Saved entries:
***

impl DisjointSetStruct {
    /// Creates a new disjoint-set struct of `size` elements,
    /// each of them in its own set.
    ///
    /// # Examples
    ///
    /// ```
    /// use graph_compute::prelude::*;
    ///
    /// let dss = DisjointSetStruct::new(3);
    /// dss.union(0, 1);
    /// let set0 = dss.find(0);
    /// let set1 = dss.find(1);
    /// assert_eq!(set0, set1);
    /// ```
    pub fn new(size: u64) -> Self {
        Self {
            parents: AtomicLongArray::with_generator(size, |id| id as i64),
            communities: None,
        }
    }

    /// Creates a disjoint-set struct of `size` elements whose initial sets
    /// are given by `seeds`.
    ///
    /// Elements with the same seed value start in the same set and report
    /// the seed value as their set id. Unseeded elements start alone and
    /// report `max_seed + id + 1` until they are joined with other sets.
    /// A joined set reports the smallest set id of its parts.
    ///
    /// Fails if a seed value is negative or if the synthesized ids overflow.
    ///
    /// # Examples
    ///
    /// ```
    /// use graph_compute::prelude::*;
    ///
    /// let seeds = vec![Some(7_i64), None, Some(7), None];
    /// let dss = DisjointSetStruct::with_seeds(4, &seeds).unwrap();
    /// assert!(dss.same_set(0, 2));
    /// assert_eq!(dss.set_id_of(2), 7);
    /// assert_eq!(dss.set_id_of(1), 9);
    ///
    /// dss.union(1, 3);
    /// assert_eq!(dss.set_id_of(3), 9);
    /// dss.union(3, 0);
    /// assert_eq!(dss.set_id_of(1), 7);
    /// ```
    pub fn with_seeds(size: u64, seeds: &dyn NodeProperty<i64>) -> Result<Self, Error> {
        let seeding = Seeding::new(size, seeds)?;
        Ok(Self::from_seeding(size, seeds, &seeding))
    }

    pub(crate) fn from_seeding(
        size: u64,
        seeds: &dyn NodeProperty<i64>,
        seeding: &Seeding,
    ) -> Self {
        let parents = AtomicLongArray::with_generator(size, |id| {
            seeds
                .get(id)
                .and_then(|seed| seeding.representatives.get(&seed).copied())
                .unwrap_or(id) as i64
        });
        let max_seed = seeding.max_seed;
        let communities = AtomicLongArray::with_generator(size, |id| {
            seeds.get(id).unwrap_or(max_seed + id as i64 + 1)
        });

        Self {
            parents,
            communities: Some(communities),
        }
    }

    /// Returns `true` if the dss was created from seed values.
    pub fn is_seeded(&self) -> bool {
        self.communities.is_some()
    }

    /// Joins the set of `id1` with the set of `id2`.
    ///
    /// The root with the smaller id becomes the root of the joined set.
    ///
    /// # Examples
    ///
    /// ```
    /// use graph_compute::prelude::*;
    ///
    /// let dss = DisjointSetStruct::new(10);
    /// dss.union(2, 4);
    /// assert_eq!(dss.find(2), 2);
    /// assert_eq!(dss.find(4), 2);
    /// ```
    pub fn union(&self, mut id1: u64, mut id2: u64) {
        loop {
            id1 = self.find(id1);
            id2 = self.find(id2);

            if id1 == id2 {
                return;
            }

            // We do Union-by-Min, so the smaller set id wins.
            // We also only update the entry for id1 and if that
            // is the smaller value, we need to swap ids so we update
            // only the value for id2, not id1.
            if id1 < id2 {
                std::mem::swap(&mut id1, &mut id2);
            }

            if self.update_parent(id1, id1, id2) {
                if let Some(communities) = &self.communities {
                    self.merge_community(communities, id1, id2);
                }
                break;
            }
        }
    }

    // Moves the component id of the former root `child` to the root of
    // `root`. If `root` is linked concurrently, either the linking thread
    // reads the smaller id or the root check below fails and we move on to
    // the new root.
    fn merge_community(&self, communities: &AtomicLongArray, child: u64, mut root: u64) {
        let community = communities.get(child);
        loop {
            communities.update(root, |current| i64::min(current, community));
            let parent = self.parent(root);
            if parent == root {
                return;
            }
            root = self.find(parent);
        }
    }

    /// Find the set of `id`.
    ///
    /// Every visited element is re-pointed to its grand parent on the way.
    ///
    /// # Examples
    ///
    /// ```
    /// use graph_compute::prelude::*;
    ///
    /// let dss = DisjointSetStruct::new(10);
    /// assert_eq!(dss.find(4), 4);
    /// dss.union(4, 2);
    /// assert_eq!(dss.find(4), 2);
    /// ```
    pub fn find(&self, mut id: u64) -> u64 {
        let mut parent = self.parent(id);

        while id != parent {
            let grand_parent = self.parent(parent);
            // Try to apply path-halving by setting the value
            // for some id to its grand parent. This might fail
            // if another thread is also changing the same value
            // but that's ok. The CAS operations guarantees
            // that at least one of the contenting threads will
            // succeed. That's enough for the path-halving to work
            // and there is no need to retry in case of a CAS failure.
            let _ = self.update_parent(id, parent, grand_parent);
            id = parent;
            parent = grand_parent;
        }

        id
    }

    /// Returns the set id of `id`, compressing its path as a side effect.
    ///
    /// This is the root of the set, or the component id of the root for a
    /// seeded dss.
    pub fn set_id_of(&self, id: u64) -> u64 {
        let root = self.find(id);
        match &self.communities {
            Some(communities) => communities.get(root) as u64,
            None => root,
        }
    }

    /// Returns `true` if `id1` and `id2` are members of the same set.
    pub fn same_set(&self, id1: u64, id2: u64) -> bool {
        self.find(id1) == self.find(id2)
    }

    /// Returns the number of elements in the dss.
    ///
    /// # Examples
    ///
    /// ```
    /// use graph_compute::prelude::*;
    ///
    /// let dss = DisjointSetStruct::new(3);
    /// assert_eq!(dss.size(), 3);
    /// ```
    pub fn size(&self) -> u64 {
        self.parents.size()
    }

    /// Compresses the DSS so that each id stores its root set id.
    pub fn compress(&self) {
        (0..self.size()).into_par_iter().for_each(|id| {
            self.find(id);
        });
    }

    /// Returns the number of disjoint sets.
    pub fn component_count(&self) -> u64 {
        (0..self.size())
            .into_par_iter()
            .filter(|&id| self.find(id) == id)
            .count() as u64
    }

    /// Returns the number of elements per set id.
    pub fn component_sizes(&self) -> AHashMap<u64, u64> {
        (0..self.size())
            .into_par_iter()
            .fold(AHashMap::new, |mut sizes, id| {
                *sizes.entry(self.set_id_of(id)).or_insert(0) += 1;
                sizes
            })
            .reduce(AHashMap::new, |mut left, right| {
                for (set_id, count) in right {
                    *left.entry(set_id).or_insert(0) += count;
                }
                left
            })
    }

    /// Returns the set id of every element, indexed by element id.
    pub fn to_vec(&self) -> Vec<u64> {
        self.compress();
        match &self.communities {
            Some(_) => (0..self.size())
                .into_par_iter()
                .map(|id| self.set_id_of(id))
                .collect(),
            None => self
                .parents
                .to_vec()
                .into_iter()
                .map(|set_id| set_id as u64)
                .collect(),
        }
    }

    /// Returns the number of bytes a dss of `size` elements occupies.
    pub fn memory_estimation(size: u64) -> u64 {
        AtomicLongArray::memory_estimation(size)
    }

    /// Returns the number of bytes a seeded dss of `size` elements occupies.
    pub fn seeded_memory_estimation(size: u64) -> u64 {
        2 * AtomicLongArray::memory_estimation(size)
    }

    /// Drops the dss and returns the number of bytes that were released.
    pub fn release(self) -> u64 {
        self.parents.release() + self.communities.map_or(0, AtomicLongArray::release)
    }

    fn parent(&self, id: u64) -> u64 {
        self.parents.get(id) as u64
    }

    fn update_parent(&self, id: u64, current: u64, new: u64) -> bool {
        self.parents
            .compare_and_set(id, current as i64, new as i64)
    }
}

***

In the entries above, find each line that has the word "bool". Copy it.

    pub fn is_seeded(&self) -> bool {
    pub fn same_set(&self, id1: u64, id2: u64) -> bool {
    fn update_parent(&self, id: u64, current: u64, new: u64) -> bool {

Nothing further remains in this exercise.